[Start of section]
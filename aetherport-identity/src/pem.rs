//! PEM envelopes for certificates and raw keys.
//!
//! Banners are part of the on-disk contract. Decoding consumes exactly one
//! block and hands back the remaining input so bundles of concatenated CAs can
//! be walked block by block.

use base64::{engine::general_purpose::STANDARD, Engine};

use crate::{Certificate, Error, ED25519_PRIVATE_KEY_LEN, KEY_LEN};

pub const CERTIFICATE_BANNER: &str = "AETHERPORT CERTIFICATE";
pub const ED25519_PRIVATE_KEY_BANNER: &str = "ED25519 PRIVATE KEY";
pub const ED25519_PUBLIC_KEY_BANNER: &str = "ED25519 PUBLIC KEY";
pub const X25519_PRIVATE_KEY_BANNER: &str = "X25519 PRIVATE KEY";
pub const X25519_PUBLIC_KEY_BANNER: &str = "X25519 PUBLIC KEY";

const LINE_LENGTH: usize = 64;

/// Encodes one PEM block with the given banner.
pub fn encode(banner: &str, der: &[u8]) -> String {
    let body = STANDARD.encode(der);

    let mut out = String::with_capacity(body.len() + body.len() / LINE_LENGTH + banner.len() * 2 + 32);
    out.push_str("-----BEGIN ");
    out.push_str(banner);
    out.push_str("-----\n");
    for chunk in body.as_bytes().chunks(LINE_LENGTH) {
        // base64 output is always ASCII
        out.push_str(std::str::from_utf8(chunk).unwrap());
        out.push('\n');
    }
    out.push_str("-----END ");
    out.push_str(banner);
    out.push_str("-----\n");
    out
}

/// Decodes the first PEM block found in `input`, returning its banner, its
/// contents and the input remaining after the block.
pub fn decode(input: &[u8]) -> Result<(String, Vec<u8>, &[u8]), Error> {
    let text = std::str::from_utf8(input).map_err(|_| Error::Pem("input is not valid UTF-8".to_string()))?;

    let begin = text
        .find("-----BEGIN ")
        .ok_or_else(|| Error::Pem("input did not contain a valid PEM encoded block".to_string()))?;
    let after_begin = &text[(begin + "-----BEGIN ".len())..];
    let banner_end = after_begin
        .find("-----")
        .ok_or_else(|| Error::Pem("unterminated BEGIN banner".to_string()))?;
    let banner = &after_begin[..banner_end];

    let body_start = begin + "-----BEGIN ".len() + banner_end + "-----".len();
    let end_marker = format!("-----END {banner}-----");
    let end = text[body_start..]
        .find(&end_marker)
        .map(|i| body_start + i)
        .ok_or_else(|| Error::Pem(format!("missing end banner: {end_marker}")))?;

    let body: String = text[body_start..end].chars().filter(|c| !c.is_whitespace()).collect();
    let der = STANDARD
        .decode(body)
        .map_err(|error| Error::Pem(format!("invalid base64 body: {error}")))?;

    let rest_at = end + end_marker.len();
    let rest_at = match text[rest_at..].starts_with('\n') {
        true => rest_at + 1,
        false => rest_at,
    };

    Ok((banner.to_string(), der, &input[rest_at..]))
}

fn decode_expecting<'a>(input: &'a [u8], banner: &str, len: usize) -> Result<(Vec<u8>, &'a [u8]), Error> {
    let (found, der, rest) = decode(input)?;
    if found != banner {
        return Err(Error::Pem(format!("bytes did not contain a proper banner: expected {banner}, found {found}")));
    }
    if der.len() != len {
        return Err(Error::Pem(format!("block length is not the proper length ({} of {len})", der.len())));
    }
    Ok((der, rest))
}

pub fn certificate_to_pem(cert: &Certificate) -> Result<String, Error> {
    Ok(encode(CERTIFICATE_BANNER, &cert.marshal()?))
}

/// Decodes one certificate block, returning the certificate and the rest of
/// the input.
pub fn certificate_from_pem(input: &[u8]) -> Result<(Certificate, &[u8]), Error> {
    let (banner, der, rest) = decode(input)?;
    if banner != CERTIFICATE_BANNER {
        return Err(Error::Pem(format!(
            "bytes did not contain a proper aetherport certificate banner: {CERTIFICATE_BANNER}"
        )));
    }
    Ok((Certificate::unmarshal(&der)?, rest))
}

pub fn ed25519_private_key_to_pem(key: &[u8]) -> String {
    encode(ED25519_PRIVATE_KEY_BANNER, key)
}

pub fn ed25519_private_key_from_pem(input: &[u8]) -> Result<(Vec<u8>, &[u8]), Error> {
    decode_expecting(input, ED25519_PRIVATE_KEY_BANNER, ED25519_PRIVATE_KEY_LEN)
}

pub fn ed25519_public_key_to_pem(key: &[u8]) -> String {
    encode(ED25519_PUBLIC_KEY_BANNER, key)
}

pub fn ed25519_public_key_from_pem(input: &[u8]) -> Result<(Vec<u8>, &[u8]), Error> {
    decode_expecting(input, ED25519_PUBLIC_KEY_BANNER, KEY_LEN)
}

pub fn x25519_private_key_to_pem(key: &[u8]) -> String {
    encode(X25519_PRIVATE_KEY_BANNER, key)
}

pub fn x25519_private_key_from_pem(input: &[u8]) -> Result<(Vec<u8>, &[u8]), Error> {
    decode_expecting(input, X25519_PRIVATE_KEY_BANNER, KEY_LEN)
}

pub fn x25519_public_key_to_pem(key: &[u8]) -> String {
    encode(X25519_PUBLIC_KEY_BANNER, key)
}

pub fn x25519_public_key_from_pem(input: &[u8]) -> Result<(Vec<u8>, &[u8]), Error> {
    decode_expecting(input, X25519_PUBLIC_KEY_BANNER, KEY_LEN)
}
[End of section]
# Task instructions
Beginning at the top of the data, extract each line through the line containing "let after_begin = &text[(begin" and return those lines exactly, with nothing added.

# Answer box
filename aetherport-identity/src/pem.rs
//! PEM envelopes for certificates and raw keys.
//!
//! Banners are part of the on-disk contract. Decoding consumes exactly one
//! block and hands back the remaining input so bundles of concatenated CAs can
//! be walked block by block.

use base64::{engine::general_purpose::STANDARD, Engine};

use crate::{Certificate, Error, ED25519_PRIVATE_KEY_LEN, KEY_LEN};

pub const CERTIFICATE_BANNER: &str = "AETHERPORT CERTIFICATE";
pub const ED25519_PRIVATE_KEY_BANNER: &str = "ED25519 PRIVATE KEY";
pub const ED25519_PUBLIC_KEY_BANNER: &str = "ED25519 PUBLIC KEY";
pub const X25519_PRIVATE_KEY_BANNER: &str = "X25519 PRIVATE KEY";
pub const X25519_PUBLIC_KEY_BANNER: &str = "X25519 PUBLIC KEY";

const LINE_LENGTH: usize = 64;

/// Encodes one PEM block with the given banner.
pub fn encode(banner: &str, der: &[u8]) -> String {
    let body = STANDARD.encode(der);

    let mut out = String::with_capacity(body.len() + body.len() / LINE_LENGTH + banner.len() * 2 + 32);
    out.push_str("-----BEGIN ");
    out.push_str(banner);
    out.push_str("-----\n");
    for chunk in body.as_bytes().chunks(LINE_LENGTH) {
        // base64 output is always ASCII
        out.push_str(std::str::from_utf8(chunk).unwrap());
        out.push('\n');
    }
    out.push_str("-----END ");
    out.push_str(banner);
    out.push_str("-----\n");
    out
}

/// Decodes the first PEM block found in `input`, returning its banner, its
/// contents and the input remaining after the block.
pub fn decode(input: &[u8]) -> Result<(String, Vec<u8>, &[u8]), Error> {
    let text = std::str::from_utf8(input).map_err(|_| Error::Pem("input is not valid UTF-8".to_string()))?;

    let begin = text
        .find("-----BEGIN ")
        .ok_or_else(|| Error::Pem("input did not contain a valid PEM encoded block".to_string()))?;
    let after_begin = &text[(begin + "-----BEGIN ".len())..];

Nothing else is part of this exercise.